8. If the artist is introducing a song and you realize what song it is while this introduction is still going on, keep it to yourself. The concert isn't a game show, ass brain. No one cares that you can name that tune. There will be no pats on the back after you announce that the song Roger Daltrey has just said is "about a kid who's at home in the arcade" is "Pinball Wizard." So don't bother.
9. Under no circumstances are you to describe anything musical as "tasty." Music does not have a taste. Food has a taste. Get a new vocabulary, hippie.
10. If you insist on thrusting a mailing list in my face, don't be angry when I don't want to sign it. If I want to sign a band's mailing list, I'm capable of finding it. I really don't need someone shoving a clipboard in my face and asking me to give away personal information. But, hey, I appreciate your aggressive attempt at marketing. Good for you. Just don't yell at me and insist that when the show's over, I'll definitely want to sign the mailing list. And, when, after the show, it turns out that I still don't want to sign the mailing list, because I have no interest in being kept abreast of shows involving crappy attempts at being clever, don't call me "weird."

Thanks. See you at the show.

3 comments:

Anonymous said...

Is Number 5 applicable to Phil Lesh and Friends? Can exceptions be made? Can I request a blog entry on Modern Times?

Anonymous said...

You should really consider adapting this into a contract that's completion would be mandatory when purchasing event tickets.

I'd like to apologize in advance for number 8. I can't help it, I get excited, and when I get excited, I bypass the whole "thinking" portion of speaking.

Mr.
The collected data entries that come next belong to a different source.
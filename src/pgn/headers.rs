use std::sync::LazyLock;

use indexmap::IndexMap;
use regex::Regex;

use crate::error::ParseError;

pub const SEVEN_TAG_ROSTER: [&str; 7] = ["Event", "Site", "Date", "Round", "White", "Black", "Result"];

static TAG_PAIR: LazyLock<Regex> = LazyLock::new(|| {
    Regex::new(r#"^\[\s*([A-Za-z0-9_+#=:-]+)\s+"((?:[^"\\]|\\.)*)"\s*\]"#)
        .expect("valid tag pair regex")
});

/// Tag pairs in insertion order. Names are case-sensitive and unique.
#[derive(Debug, Clone, PartialEq, Eq, Default)]
pub struct Headers(IndexMap<String, String>);

impl Headers {
    pub fn new() -> Self {
        Self::default()
    }

    pub fn get(&self, name: &str) -> Option<&str> {
        self.0.get(name).map(String::as_str)
    }

    /// Inserts or overwrites, keeping an existing tag's position.
    pub fn set(&mut self, name: impl Into<String>, value: impl Into<String>) {
        self.0.insert(name.into(), value.into());
    }

    /// Inserts only when the tag is not yet present; a repeated tag keeps its
    /// first value.
    pub fn insert_first(&mut self, name: impl Into<String>, value: impl Into<String>) -> bool {
        let name = name.into();
        if self.0.contains_key(&name) {
            return false;
        }
        self.0.insert(name, value.into());
        true
    }

    pub fn iter(&self) -> impl Iterator<Item = (&str, &str)> {
        self.0.iter().map(|(k, v)| (k.as_str(), v.as_str()))
    }

    pub fn len(&self) -> usize {
        self.0.len()
    }

    pub fn is_empty(&self) -> bool {
        self.0.is_empty()
    }
}

impl<K: Into<String>, V: Into<String>> FromIterator<(K, V)> for Headers {
    fn from_iter<I: IntoIterator<Item = (K, V)>>(iter: I) -> Self {
        let mut headers = Headers::new();
        for (k, v) in iter {
            headers.insert_first(k, v);
        }
        headers
    }
}

/// Reads `[Name "Value"]` pairs starting at `offset` until the first byte that
/// does not open a tag. Returns the tags and the offset where movetext begins.
pub fn parse_tag_section(text: &str, offset: usize) -> Result<(Headers, usize), ParseError> {
    let mut headers = Headers::new();
    let mut pos = offset;

    loop {
        pos = skip_whitespace(text, pos);
        if !text[pos..].starts_with('[') {
            return Ok((headers, pos));
        }

        let captures = TAG_PAIR
            .captures(&text[pos..])
            .ok_or(ParseError::MalformedTag { offset: pos })?;
        let (Some(whole), Some(name), Some(value)) = (captures.get(0), captures.get(1), captures.get(2))
        else {
            return Err(ParseError::MalformedTag { offset: pos });
        };

        headers.insert_first(name.as_str(), unescape(value.as_str()));
        pos += whole.end();
    }
}

fn skip_whitespace(text: &str, from: usize) -> usize {
    text[from..]
        .find(|c: char| !c.is_whitespace())
        .map_or(text.len(), |i| from + i)
}

fn unescape(raw: &str) -> String {
    let mut out = String::with_capacity(raw.len());
    let mut chars = raw.chars();
    while let Some(c) = chars.next() {
        if c == '\\'
            && let Some(next) = chars.next()
        {
            out.push(next);
        } else {
            out.push(c);
        }
    }
    out
}

pub(crate) fn escape(value: &str) -> String {
    value.replace('\\', "\\\\").replace('"', "\\\"")
}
Bad Example said...

Oooh, so many comments...

CDG: Can you believe I actually endured Phil Lesh...and on my birthday, no less? Then, that second time, we hit the road before he stunk up the joint. Followed my own rule there: that first time I didn't run around Barton Hall, grabbing hippies and cursing at them (even though I wanted to); then I knew better the second time and removed myself from the situation. Yeah for me. And you.

And I aint no jukebox. I'll write about Modern Times on my schedule, lady. But my first impression is it aint that great.

Internerd: No worries--if you talked to me during a concert, I probably wasn't listening anyway. No harm, no foul. And I'll assume 'What the hell is wrong with me?" is a rhetorical question and spare you the 20-pager I've got on that topic. Zing!

And you only get a travel award if the 20-hour bus trip is to someplace/something completely asinine (e.g., a wrestling convention in North Carolina, a standup comedy performance from a star of "Police Academy 4" or "Saved by the Bell," etc.). Please file the proper paperwork with the Sigman Travel Award Committee ASAP.

amanda: T and R is hard at work on getting this into contract form. We've got some meetings with some people. That's all I can say.

And as for breaking rule #8, save that for the Tool shows. I will not tolerate.